-------- The input
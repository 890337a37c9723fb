//! User domain types.

use chrono::{DateTime, Utc};
use serde::Serialize;

use orderdesk_core::UserId;

/// An account that owns addresses and orders.
///
/// Authentication data lives elsewhere; this service only needs identity.
#[derive(Debug, Clone, Serialize)]
pub struct User {
    pub id: UserId,
    pub email: String,
    pub created_at: DateTime<Utc>,
    pub updated_at: DateTime<Utc>,
}
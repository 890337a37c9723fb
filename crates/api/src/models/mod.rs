//! Domain models for the order store.
//!
//! These types represent validated domain objects, separate from the
//! database row types kept private inside each repository.

pub mod address;
pub mod order;
pub mod product;
pub mod role;
pub mod user;

pub use address::{Address, AddressFields};
pub use order::{AddressAssignment, CreatedOrder, NewOrderItem, Order, OrderItem, ProductSummary};
pub use product::Product;
pub use role::Role;
pub use user::User;
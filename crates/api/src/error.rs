//! Unified error handling with Sentry integration.
//!
//! Provides a unified `AppError` type that captures server errors to Sentry
//! before responding to the client with a JSON body `{"error": "..."}`. All
//! route handlers return `Result<T, AppError>`.

use axum::{
    Json,
    http::StatusCode,
    response::{IntoResponse, Response},
};
use serde_json::json;
use thiserror::Error;

use crate::db::RepositoryError;
use crate::services::ServiceError;

/// Application-level error type for the API.
#[derive(Debug, Error)]
pub enum AppError {
    /// Service or repository operation failed.
    #[error(transparent)]
    Service(#[from] ServiceError),
}

impl From<RepositoryError> for AppError {
    fn from(err: RepositoryError) -> Self {
        Self::Service(ServiceError::Repository(err))
    }
}

impl AppError {
    /// HTTP status for this error.
    #[must_use]
    pub const fn status_code(&self) -> StatusCode {
        match self {
            Self::Service(ServiceError::Validation(_)) => StatusCode::BAD_REQUEST,
            Self::Service(ServiceError::Repository(err)) => match err {
                RepositoryError::AmountOutOfRange(_) => StatusCode::BAD_REQUEST,
                RepositoryError::NotFound(_) | RepositoryError::UnknownProduct(_) => {
                    StatusCode::NOT_FOUND
                }
                RepositoryError::AddressInUse | RepositoryError::Conflict(_) => StatusCode::CONFLICT,
                RepositoryError::Database(_) | RepositoryError::DataCorruption(_) => {
                    StatusCode::INTERNAL_SERVER_ERROR
                }
            },
            Self::Service(ServiceError::Cascade { .. }) => StatusCode::INTERNAL_SERVER_ERROR,
        }
    }

    /// Message safe to show to clients.
    fn public_message(&self) -> String {
        match self {
            Self::Service(ServiceError::Cascade { address_id, .. }) => {
                format!("address {address_id} was saved, but its orders could not be updated")
            }
            _ if self.status_code().is_server_error() => "Internal server error".to_owned(),
            Self::Service(err) => err.to_string(),
        }
    }
}

impl IntoResponse for AppError {
    fn into_response(self) -> Response {
        let status = self.status_code();

        // Capture server errors to Sentry
        if status.is_server_error() {
            let event_id = sentry::capture_error(&self);
            tracing::error!(
                error = %self,
                sentry_event_id = %event_id,
                "Request error"
            );
        }

        // Don't expose internal error details to clients
        let body = Json(json!({ "error": self.public_message() }));

        (status, body).into_response()
    }
}

/// Result type alias for `AppError`.
pub type Result<T> = std::result::Result<T, AppError>;
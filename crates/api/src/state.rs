//! Application state shared across handlers.

use std::sync::Arc;

use sqlx::PgPool;

use crate::config::ApiConfig;
use crate::services::{
    AddressEventBus, AddressService, OrderAddressCoordinator, OrderService, RoleService, UserService,
};

/// Application state shared across all handlers.
///
/// Cheaply cloneable via `Arc`. The pool is created once at startup and
/// handed to every service.
#[derive(Clone)]
pub struct AppState {
    inner: Arc<AppStateInner>,
}

struct AppStateInner {
    config: ApiConfig,
    pool: PgPool,
    addresses: AddressService,
    orders: OrderService,
    coordinator: OrderAddressCoordinator,
    users: UserService,
    roles: RoleService,
}

impl AppState {
    /// Wire services around `pool`.
    ///
    /// The coordinator is subscribed to address events, so every committed
    /// address create or update advances the owner's pending orders.
    #[must_use]
    pub fn new(config: ApiConfig, pool: PgPool) -> Self {
        let coordinator = OrderAddressCoordinator::new(pool.clone());
        let events = AddressEventBus::new().with_listener(Arc::new(coordinator.clone()));
        let addresses = AddressService::new(pool.clone(), events);
        let orders = OrderService::new(pool.clone(), config.unknown_products);
        let users = UserService::new(pool.clone());
        let roles = RoleService::new(pool.clone());

        Self {
            inner: Arc::new(AppStateInner {
                config,
                pool,
                addresses,
                orders,
                coordinator,
                users,
                roles,
            }),
        }
    }

    /// Get a reference to the API configuration.
    #[must_use]
    pub fn config(&self) -> &ApiConfig {
        &self.inner.config
    }

    /// Get a reference to the database connection pool.
    #[must_use]
    pub fn pool(&self) -> &PgPool {
        &self.inner.pool
    }

    #[must_use]
    pub fn addresses(&self) -> &AddressService {
        &self.inner.addresses
    }

    #[must_use]
    pub fn orders(&self) -> &OrderService {
        &self.inner.orders
    }

    #[must_use]
    pub fn coordinator(&self) -> &OrderAddressCoordinator {
        &self.inner.coordinator
    }

    #[must_use]
    pub fn users(&self) -> &UserService {
        &self.inner.users
    }

    #[must_use]
    pub fn roles(&self) -> &RoleService {
        &self.inner.roles
    }
}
----------------
_What to produce:_ Your answer should be one number: how many lines of the listing include the word "reference".

_Answer to the problem:_ 2